I will begin with some thoughts on various attributes that are common to most internationally recognized financial centers. These attributes should not be considered an exhaustive list. I would also emphasize that satisfying these elements would not represent a definitive formula for success. Clearly, there is no defined list of ingredients that I or anyone else can spell out, whose satisfaction would automatically result in a city or region becoming a globally recognized center for finance. Rather, my comments represent a set of the kinds of conditions commonly found in the rich economic histories of centers such as London and New York.

What are some of these conditions? A prime consideration, of course, is that a city or region operates within a national political and financial framework that is stable, healthy and dynamic. Building, and sustaining, this framework requires a strong foundation that includes, for example, the presence of a well-trained workforce, a respected and independent legal system, a reliable transportation network, and a range of corollary services available to support day-to-day business transactions. Another key factor is that a city or region has a financial sector and technological infrastructure that are widely recognized as being strong and resilient. A financial structure’s resiliency depends not just on its capacity to withstand shocks in the short term, but its ability to serve as a foundation for longer-term stability. Ultimately, of course, an unavoidable fact of market economics is that market participants play the key role in determining which cities or regions are financial centers. Without the explicit and implicit support of market participants, a financial center simply cannot thrive.

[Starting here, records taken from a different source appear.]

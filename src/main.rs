// SPDX-License-Identifier: MPL-2.0
// This Source Code Form is subject to the terms of the Mozilla Public
// License, v. 2.0. If a copy of the MPL was not distributed with this
// file, You can obtain one at https://mozilla.org/MPL/2.0/.

//! Reference simulation: an Apple iPhone X at 50% battery, powered off,
//! run through the scripted sequence power on, use for 60 minutes, charge
//! for 30 minutes, use for 120 minutes, power off.
//!
//! # Usage
//!
//! ```bash
//! cargo run
//! ```
//!
//! Diagnostic verbosity follows the `RUST_LOG` environment variable, e.g.
//! `RUST_LOG=debug cargo run`.

use phonesim::scenario::Scenario;
use tracing_subscriber::EnvFilter;

fn main() {
    tracing_subscriber::fmt()
        .with_env_filter(EnvFilter::try_from_default_env().unwrap_or_else(|_| EnvFilter::new("warn")))
        .init();

    let mut phone = Scenario::reference_device();

    phone.on_battery_changed(|level| {
        if level.is_low() && !level.is_empty() {
            tracing::warn!(%level, "battery is getting low");
        }
    });

    for report in Scenario::reference().run(&mut phone) {
        println!("{report}");
    }

    let status = phone.status();
    println!("{status}");
    if let Ok(json) = status.to_json() {
        tracing::debug!(%json, "final status");
    }
}
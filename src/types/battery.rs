// SPDX-License-Identifier: MPL-2.0
// This Source Code Form is subject to the terms of the Mozilla Public
// License, v. 2.0. If a copy of the MPL was not distributed with this
// file, You can obtain one at https://mozilla.org/MPL/2.0/.

//! Battery level type for simulated devices.
//!
//! This module provides a type-safe representation of battery charge,
//! ensuring values are always within the valid range of 0-100%.

use std::fmt;

use crate::error::ValueError;

use super::Minutes;

/// Threshold below which a battery is considered low.
const LOW_BATTERY_THRESHOLD: u8 = 20;

/// Remaining battery charge as a percentage (0-100).
///
/// One minute of simulated use drains one percent; one minute of charging
/// restores one percent. Drain and charge arithmetic saturates at the range
/// bounds, so a level can never leave `[0, 100]`.
///
/// # Examples
///
/// ```
/// use phonesim::types::{BatteryLevel, Minutes};
///
/// // Create a level at 50%
/// let level = BatteryLevel::new(50).unwrap();
/// assert_eq!(level.value(), 50);
///
/// // Use predefined values
/// assert_eq!(BatteryLevel::EMPTY.value(), 0);
/// assert_eq!(BatteryLevel::FULL.value(), 100);
///
/// // Arithmetic saturates at the bounds
/// assert_eq!(level.drained_by(Minutes::new(60)), BatteryLevel::EMPTY);
/// assert_eq!(level.charged_by(Minutes::new(60)), BatteryLevel::FULL);
///
/// // Invalid values return error
/// assert!(BatteryLevel::new(101).is_err());
/// ```
#[derive(
    Debug, Clone, Copy, PartialEq, Eq, PartialOrd, Ord, Hash, serde::Serialize, serde::Deserialize,
)]
pub struct BatteryLevel(u8);

impl BatteryLevel {
    /// Empty battery (0%).
    pub const EMPTY: Self = Self(0);

    /// Full battery (100%).
    pub const FULL: Self = Self(100);

    /// Creates a new battery level.
    ///
    /// # Arguments
    ///
    /// * `value` - The charge percentage (0-100)
    ///
    /// # Errors
    ///
    /// Returns `ValueError::OutOfRange` if value exceeds 100.
    ///
    /// # Examples
    ///
    /// ```
    /// use phonesim::types::BatteryLevel;
    ///
    /// let level = BatteryLevel::new(50).unwrap();
    /// assert_eq!(level.value(), 50);
    /// ```
    pub fn new(value: u8) -> Result<Self, ValueError> {
        if value > 100 {
            return Err(ValueError::OutOfRange {
                min: 0,
                max: 100,
                actual: u16::from(value),
            });
        }
        Ok(Self(value))
    }

    /// Creates a battery level, clamping to the valid range.
    ///
    /// Values above 100 are clamped to 100.
    ///
    /// # Examples
    ///
    /// ```
    /// use phonesim::types::BatteryLevel;
    ///
    /// let level = BatteryLevel::clamped(150);
    /// assert_eq!(level.value(), 100);
    /// ```
    #[must_use]
    pub const fn clamped(value: u8) -> Self {
        if value > 100 { Self(100) } else { Self(value) }
    }

    /// Returns the charge percentage value.
    #[must_use]
    pub const fn value(&self) -> u8 {
        self.0
    }

    /// Returns the charge as a float between 0.0 and 1.0.
    #[must_use]
    pub fn as_fraction(&self) -> f32 {
        f32::from(self.0) / 100.0
    }

    /// Returns `true` if the battery is fully drained.
    #[must_use]
    pub const fn is_empty(&self) -> bool {
        self.0 == 0
    }

    /// Returns `true` if the battery is fully charged.
    #[must_use]
    pub const fn is_full(&self) -> bool {
        self.0 == 100
    }

    /// Returns `true` if the charge is below the low-battery threshold (20%).
    #[must_use]
    pub const fn is_low(&self) -> bool {
        self.0 < LOW_BATTERY_THRESHOLD
    }

    /// Returns the level after draining for the given number of minutes.
    ///
    /// Drains one percent per minute, saturating at 0. Arbitrarily large
    /// durations are allowed and simply clamp the result to empty.
    ///
    /// # Examples
    ///
    /// ```
    /// use phonesim::types::{BatteryLevel, Minutes};
    ///
    /// let level = BatteryLevel::new(50).unwrap();
    /// assert_eq!(level.drained_by(Minutes::new(20)).value(), 30);
    /// assert_eq!(level.drained_by(Minutes::new(120)).value(), 0);
    /// ```
    #[must_use]
    pub fn drained_by(self, minutes: Minutes) -> Self {
        let remaining = u32::from(self.0).saturating_sub(minutes.value());
        // Safe: remaining never exceeds the current level, which is <= 100
        #[allow(clippy::cast_possible_truncation)]
        let remaining = remaining as u8;
        Self(remaining)
    }

    /// Returns the level after charging for the given number of minutes.
    ///
    /// Restores one percent per minute, saturating at 100.
    ///
    /// # Examples
    ///
    /// ```
    /// use phonesim::types::{BatteryLevel, Minutes};
    ///
    /// let level = BatteryLevel::new(50).unwrap();
    /// assert_eq!(level.charged_by(Minutes::new(30)).value(), 80);
    /// assert_eq!(level.charged_by(Minutes::new(300)).value(), 100);
    /// ```
    #[must_use]
    pub fn charged_by(self, minutes: Minutes) -> Self {
        let level = u32::from(self.0).saturating_add(minutes.value()).min(100);
        // Safe: level was just clamped to 100
        #[allow(clippy::cast_possible_truncation)]
        let level = level as u8;
        Self(level)
    }
}

impl fmt::Display for BatteryLevel {
    fn fmt(&self, f: &mut fmt::Formatter<'_>) -> fmt::Result {
        write!(f, "{}%", self.0)
    }
}

impl TryFrom<u8> for BatteryLevel {
    type Error = ValueError;

    fn try_from(value: u8) -> Result<Self, Self::Error> {
        Self::new(value)
    }
}
// SPDX-License-Identifier: MPL-2.0
// This Source Code Form is subject to the terms of the Mozilla Public
// License, v. 2.0. If a copy of the MPL was not distributed with this
// file, You can obtain one at https://mozilla.org/MPL/2.0/.

//! Power state type for simulated devices.

use std::fmt;
use std::str::FromStr;

use crate::error::ValueError;

/// Represents the power state of a simulated device.
///
/// # Examples
///
/// ```
/// use phonesim::types::PowerState;
///
/// let on = PowerState::On;
/// let off = PowerState::Off;
///
/// assert_eq!(on.as_str(), "on");
/// assert_eq!(off.as_str(), "off");
/// assert!(on.is_on());
/// ```
#[derive(Debug, Clone, Copy, PartialEq, Eq, Hash, serde::Serialize, serde::Deserialize)]
pub enum PowerState {
    /// Power is off.
    Off,
    /// Power is on.
    On,
}

impl PowerState {
    /// Returns the lowercase string representation.
    #[must_use]
    pub const fn as_str(&self) -> &'static str {
        match self {
            Self::Off => "off",
            Self::On => "on",
        }
    }

    /// Returns `true` if the power is on.
    #[must_use]
    pub const fn is_on(&self) -> bool {
        matches!(self, Self::On)
    }

    /// Returns `true` if the power is off.
    #[must_use]
    pub const fn is_off(&self) -> bool {
        matches!(self, Self::Off)
    }
}

impl fmt::Display for PowerState {
    fn fmt(&self, f: &mut fmt::Formatter<'_>) -> fmt::Result {
        write!(f, "{}", self.as_str())
    }
}

impl FromStr for PowerState {
    type Err = ValueError;

    fn from_str(s: &str) -> Result<Self, Self::Err> {
        match s.to_lowercase().as_str() {
            "off" | "0" | "false" => Ok(Self::Off),
            "on" | "1" | "true" => Ok(Self::On),
            _ => Err(ValueError::InvalidPowerState(s.to_string())),
        }
    }
}

impl From<bool> for PowerState {
    fn from(value: bool) -> Self {
        if value { Self::On } else { Self::Off }
    }
}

For the United States, and for New York City in particular, the Federal Reserve plays a major role in furthering some of these considerations. Our efforts in support of macroeconomic stability are of course critical. Credible and transparent monetary policy fosters and sustains sound macroeconomic conditions, characterized by low inflation and reasonable GDP growth. These are important preconditions for a well-functioning financial sector.

As a bank supervisor though, my comments today will not be on those factors, but rather will be first, on how a healthy banking system continues to be a key driver of the strength of the broader financial sector, and second, on how the Federal Reserve’s efforts have contributed to the resilience of the banking sector. The need for a bank supervisory focus on longer-term stability and resilience of the banking sector, in support of the development and maintenance of a financial center, will be a major theme of my remarks today.

The Critical Role of Banks in the Financial System
The reasons why well-functioning banks have historically been critical to the development of a healthy and dynamic financial system are easy to enumerate.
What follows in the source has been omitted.